I got this question wrong, but figured it out. This is a concept of fat soluble vs. water soluble drugs. Let's define the two different axis first. Your x axis is time, your y axis is plasma. Plasma is mostly composed of water, so your in a water soluble environment.
Great. Now we have two graphs, a normal patient who's curve goes upwards and at hits the y axis in a faster time period. Then we have an obese patient who's graph is linear. It takes longer to hit the same spot on the y axis. This makes sense, because the obese patient carries more fat. Fat does not mix with water, so it's going to take longer to reach same point in the plasma.
So the answer is volume of distribution, let's talk about normal first. The normal VOD is 41 L and is composed of plasma volume (3-5L) + interstitial volume (14-16L) + cellular volume (remainder). Volume of distribution is how much of the drug is present in all three of these components. So if a patient is obese, most of the drug will be in the cellular volume (fat area), then in the interstitial volume, and a portion will be in the plasma volume. He will have a higher VOD than a normal patient, but less in the plasma component.
The matching Uworld question is Q1710, and they just flipped it, asking about a patient having a drug with a VOD of 4.5L (which is low) and asking what properties does it have? The first 3-5L is in the plasma. Plasma is water soluble or highly charged (which is the answer). The explanation has the all the VOD info I provided above.
transposony the great, if you could chime in on this please, kaplan states steady state is irrespective of dosing size and frequency, i understand size, but why frequency? ie if i gave a patient a dose at every t1/2, for example 100 after every 4 hours, but on the 3rd dose, i gave 100 mg, but i gave it after 2 hours instead of 4 hours, wont i reach steady state quicker?Those are two entirely different concepts:
1st one is about maintenance dose where the steady state is reached for that particular dose depending on the half life.
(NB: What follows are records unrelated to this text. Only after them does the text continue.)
//! In-memory compute backend
//!
//! Keeps instances in a map and follows the usual cloud rules: an instance
//! must be stopped before it can be resized, stopping releases the public
//! address, and starting assigns a fresh one. Failures can be scripted per
//! operation and instance types can be marked as out of capacity. Every
//! call is recorded in order.

use std::collections::{HashMap, HashSet, VecDeque};

use async_trait::async_trait;
use parking_lot::Mutex;
use tracing::{debug, instrument};
use vmward_api::MachineState;

use crate::error::{BackendError, BackendErrorKind};
use crate::info::InstanceInfo;
use crate::traits::ComputeBackend;

/// Backend operation, used to script failures
#[derive(Debug, Clone, Copy, PartialEq, Eq, Hash)]
pub enum Operation {
    Describe,
    Start,
    Stop,
    Restart,
    Terminate,
    Resize,
}

/// A recorded backend call
#[derive(Debug, Clone, PartialEq, Eq)]
pub enum BackendCall {
    Describe { instance_id: String },
    /// `instance_type` is the type the instance had when start was attempted
    Start { instance_id: String, instance_type: String },
    Stop { instance_id: String, graceful: bool },
    Restart { instance_id: String, graceful: bool },
    Terminate { instance_id: String },
    Resize { instance_id: String, instance_type: String },
}

impl BackendCall {
    #[must_use]
    pub fn operation(&self) -> Operation {
        match self {
            Self::Describe { .. } => Operation::Describe,
            Self::Start { .. } => Operation::Start,
            Self::Stop { .. } => Operation::Stop,
            Self::Restart { .. } => Operation::Restart,
            Self::Terminate { .. } => Operation::Terminate,
            Self::Resize { .. } => Operation::Resize,
        }
    }
}

/// Stored instance
#[derive(Debug, Clone, PartialEq, Eq)]
pub struct MemoryInstance {
    pub state: MachineState,
    pub instance_type: String,
    pub ip_address: Option<String>,
}

impl MemoryInstance {
    pub fn new(state: MachineState, instance_type: impl Into<String>) -> Self {
        Self {
            state,
            instance_type: instance_type.into(),
            ip_address: None,
        }
    }
}

#[derive(Debug, Default)]
struct Inner {
    instances: HashMap<String, MemoryInstance>,
    exhausted: HashSet<String>,
    failures: HashMap<Operation, VecDeque<BackendError>>,
    calls: Vec<BackendCall>,
    next_host: u8,
}

impl Inner {
    fn take_failure(&mut self, op: Operation) -> Option<BackendError> {
        self.failures.get_mut(&op).and_then(VecDeque::pop_front)
    }

    fn instance_mut(&mut self, instance_id: &str) -> Result<&mut MemoryInstance, BackendError> {
        self.instances
            .get_mut(instance_id)
            .ok_or_else(|| BackendError::not_found(instance_id))
    }

    fn allocate_ip(&mut self) -> String {
        self.next_host = self.next_host.wrapping_add(1).max(1);
        format!("10.0.0.{}", self.next_host)
    }

    fn info(instance_id: &str, instance: &MemoryInstance) -> InstanceInfo {
        InstanceInfo {
            instance_id: instance_id.to_string(),
            state: instance.state,
            instance_type: instance.instance_type.clone(),
            ip_address: instance.ip_address.clone(),
        }
    }
}

/// In-memory compute backend
#[derive(Debug, Default)]
pub struct MemoryBackend {
    inner: Mutex<Inner>,
}

impl MemoryBackend {
    #[must_use]
    pub fn new() -> Self {
        Self::default()
    }

    /// Add an instance
    #[must_use]
    pub fn with_instance(self, instance_id: impl Into<String>, instance: MemoryInstance) -> Self {
        self.insert(instance_id, instance);
        self
    }

    pub fn insert(&self, instance_id: impl Into<String>, instance: MemoryInstance) {
        self.inner.lock().instances.insert(instance_id.into(), instance);
    }

    /// Current stored view of an instance
    #[must_use]
    pub fn instance(&self, instance_id: &str) -> Option<MemoryInstance> {
        self.inner.lock().instances.get(instance_id).cloned()
    }

    /// Mark instance types as out of capacity; starting with them fails
    pub fn exhaust(&self, instance_types: &[&str]) {
        let mut inner = self.inner.lock();
        inner
            .exhausted
            .extend(instance_types.iter().map(|t| (*t).to_string()));
    }

    /// Make the next call of `op` fail with `error`
    ///
    /// Several failures for the same operation are returned in order.
    pub fn fail_next(&self, op: Operation, error: BackendError) {
        self.inner
            .lock()
            .failures
            .entry(op)
            .or_default()
            .push_back(error);
    }

    /// All calls received so far, in order
    #[must_use]
    pub fn calls(&self) -> Vec<BackendCall> {
        self.inner.lock().calls.clone()
    }

    /// Calls of a single operation, in order
    #[must_use]
    pub fn calls_of(&self, op: Operation) -> Vec<BackendCall> {
        self.inner
            .lock()
            .calls
            .iter()
            .filter(|c| c.operation() == op)
            .cloned()
            .collect()
    }

    pub fn clear_calls(&self) {
        self.inner.lock().calls.clear();
    }
}

#[async_trait]
impl ComputeBackend for MemoryBackend {
    #[instrument(skip(self), level = "debug")]
    async fn describe(&self, instance_id: &str) -> Result<InstanceInfo, BackendError> {
        let mut inner = self.inner.lock();
        inner.calls.push(BackendCall::Describe {
            instance_id: instance_id.to_string(),
        });
        if let Some(err) = inner.take_failure(Operation::Describe) {
            return Err(err);
        }

        let instance = inner.instance_mut(instance_id)?;
        Ok(Inner::info(instance_id, instance))
    }

    #[instrument(skip(self), level = "debug")]
    async fn start(&self, instance_id: &str, _wait: bool) -> Result<InstanceInfo, BackendError> {
        let mut inner = self.inner.lock();
        let instance_type = inner
            .instances
            .get(instance_id)
            .map(|i| i.instance_type.clone())
            .unwrap_or_default();
        inner.calls.push(BackendCall::Start {
            instance_id: instance_id.to_string(),
            instance_type: instance_type.clone(),
        });
        if let Some(err) = inner.take_failure(Operation::Start) {
            return Err(err);
        }
        if inner.exhausted.contains(&instance_type) {
            return Err(BackendError::capacity(format!(
                "insufficient capacity for instance type {instance_type}"
            )));
        }

        let state = inner.instance_mut(instance_id)?.state;
        match state {
            MachineState::Running => {}
            MachineState::Stopped | MachineState::Stopping => {
                let ip = inner.allocate_ip();
                let instance = inner.instance_mut(instance_id)?;
                instance.state = MachineState::Running;
                instance.ip_address = Some(ip);
            }
            other => {
                return Err(BackendError::new(
                    BackendErrorKind::InvalidState,
                    format!("cannot start instance in state {other}"),
                ));
            }
        }

        let instance = inner.instance_mut(instance_id)?;
        debug!(instance_id, instance_type = %instance.instance_type, "instance started");
        Ok(Inner::info(instance_id, instance))
    }

    #[instrument(skip(self), level = "debug")]
    async fn stop(&self, instance_id: &str, graceful: bool) -> Result<(), BackendError> {
        let mut inner = self.inner.lock();
        inner.calls.push(BackendCall::Stop {
            instance_id: instance_id.to_string(),
            graceful,
        });
        if let Some(err) = inner.take_failure(Operation::Stop) {
            return Err(err);
        }

        let instance = inner.instance_mut(instance_id)?;
        if instance.state == MachineState::Terminated {
            return Err(BackendError::new(
                BackendErrorKind::InvalidState,
                "cannot stop a terminated instance",
            ));
        }
        instance.state = MachineState::Stopped;
        instance.ip_address = None;
        Ok(())
    }

    #[instrument(skip(self), level = "debug")]
    async fn restart(&self, instance_id: &str, graceful: bool) -> Result<(), BackendError> {
        let mut inner = self.inner.lock();
        inner.calls.push(BackendCall::Restart {
            instance_id: instance_id.to_string(),
            graceful,
        });
        if let Some(err) = inner.take_failure(Operation::Restart) {
            return Err(err);
        }

        let instance = inner.instance_mut(instance_id)?;
        if instance.state != MachineState::Running {
            return Err(BackendError::new(
                BackendErrorKind::InvalidState,
                format!("cannot restart instance in state {}", instance.state),
            ));
        }
        Ok(())
    }

    #[instrument(skip(self), level = "debug")]
    async fn terminate(&self, instance_id: &str) -> Result<(), BackendError> {
        let mut inner = self.inner.lock();
        inner.calls.push(BackendCall::Terminate {
            instance_id: instance_id.to_string(),
        });
        if let Some(err) = inner.take_failure(Operation::Terminate) {
            return Err(err);
        }

        let instance = inner.instance_mut(instance_id)?;
        instance.state = MachineState::Terminated;
        instance.ip_address = None;
        Ok(())
    }

    #[instrument(skip(self), level = "debug")]
    async fn resize(&self, instance_id: &str, instance_type: &str) -> Result<(), BackendError> {
        let mut inner = self.inner.lock();
        inner.calls.push(BackendCall::Resize {
            instance_id: instance_id.to_string(),
            instance_type: instance_type.to_string(),
        });
        if let Some(err) = inner.take_failure(Operation::Resize) {
            return Err(err);
        }

        let instance = inner.instance_mut(instance_id)?;
        if instance.state != MachineState::Stopped {
            return Err(BackendError::new(
                BackendErrorKind::InvalidState,
                format!("instance must be stopped to resize, is {}", instance.state),
            ));
        }
        instance.instance_type = instance_type.to_string();
        Ok(())
    }

    fn backend_type(&self) -> &'static str {
        "memory"
    }
}

#[cfg(test)]
mod tests {
    use super::*;

    fn stopped_backend() -> MemoryBackend {
        MemoryBackend::new().with_instance("i-1", MemoryInstance::new(MachineState::Stopped, "t2.micro"))
    }

    #[tokio::test]
    async fn test_start_assigns_address() {
        let backend = stopped_backend();
        let info = backend.start("i-1", true).await.unwrap();

        assert_eq!(info.state, MachineState::Running);
        assert_eq!(info.instance_type, "t2.micro");
        assert!(info.ip_address.is_some());
    }

    #[tokio::test]
    async fn test_stop_releases_address() {
        let backend = stopped_backend();
        backend.start("i-1", true).await.unwrap();
        backend.stop("i-1", true).await.unwrap();

        let instance = backend.instance("i-1").unwrap();
        assert_eq!(instance.state, MachineState::Stopped);
        assert_eq!(instance.ip_address, None);
    }

    #[tokio::test]
    async fn test_exhausted_type_fails_with_capacity() {
        let backend = stopped_backend();
        backend.exhaust(&["t2.micro"]);

        let err = backend.start("i-1", true).await.unwrap_err();
        assert!(err.is_capacity());

        backend.resize("i-1", "t2.small").await.unwrap();
        let info = backend.start("i-1", true).await.unwrap();
        assert_eq!(info.instance_type, "t2.small");
    }

    #[tokio::test]
    async fn test_resize_requires_stopped() {
        let backend = stopped_backend();
        backend.start("i-1", true).await.unwrap();

        let err = backend.resize("i-1", "t2.small").await.unwrap_err();
        assert_eq!(err.kind, BackendErrorKind::InvalidState);
    }

    #[tokio::test]
    async fn test_scripted_failures_are_consumed_in_order() {
        let backend = stopped_backend();
        backend.fail_next(
            Operation::Describe,
            BackendError::new(BackendErrorKind::Transport, "first"),
        );
        backend.fail_next(
            Operation::Describe,
            BackendError::new(BackendErrorKind::Transport, "second"),
        );

        assert_eq!(backend.describe("i-1").await.unwrap_err().message, "first");
        assert_eq!(backend.describe("i-1").await.unwrap_err().message, "second");
        assert!(backend.describe("i-1").await.is_ok());
    }

    #[tokio::test]
    async fn test_unknown_instance() {
        let backend = MemoryBackend::new();
        let err = backend.terminate("i-404").await.unwrap_err();
        assert_eq!(err.kind, BackendErrorKind::NotFound);
    }

    #[tokio::test]
    async fn test_calls_are_recorded() {
        let backend = stopped_backend();
        backend.resize("i-1", "t2.small").await.unwrap();
        backend.start("i-1", true).await.unwrap();

        assert_eq!(
            backend.calls(),
            vec![
                BackendCall::Resize {
                    instance_id: "i-1".to_string(),
                    instance_type: "t2.small".to_string(),
                },
                BackendCall::Start {
                    instance_id: "i-1".to_string(),
                    instance_type: "t2.small".to_string(),
                },
            ]
        );
        assert_eq!(backend.calls_of(Operation::Start).len(), 1);
    }
}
2nd one is about loading dose where the whole idea is about reaching steady state quicker.
If you look at the equations for maintenance dose and loading dose you will note that:
1. Maintenance dose depends on the clearance and
2. Loading dose depends on the VoD.
This makes sense since maintenance dose (amount you put in) will depend on amount which is eliminated as compared to loading dose where distribution of drug in body will determine it's concentration.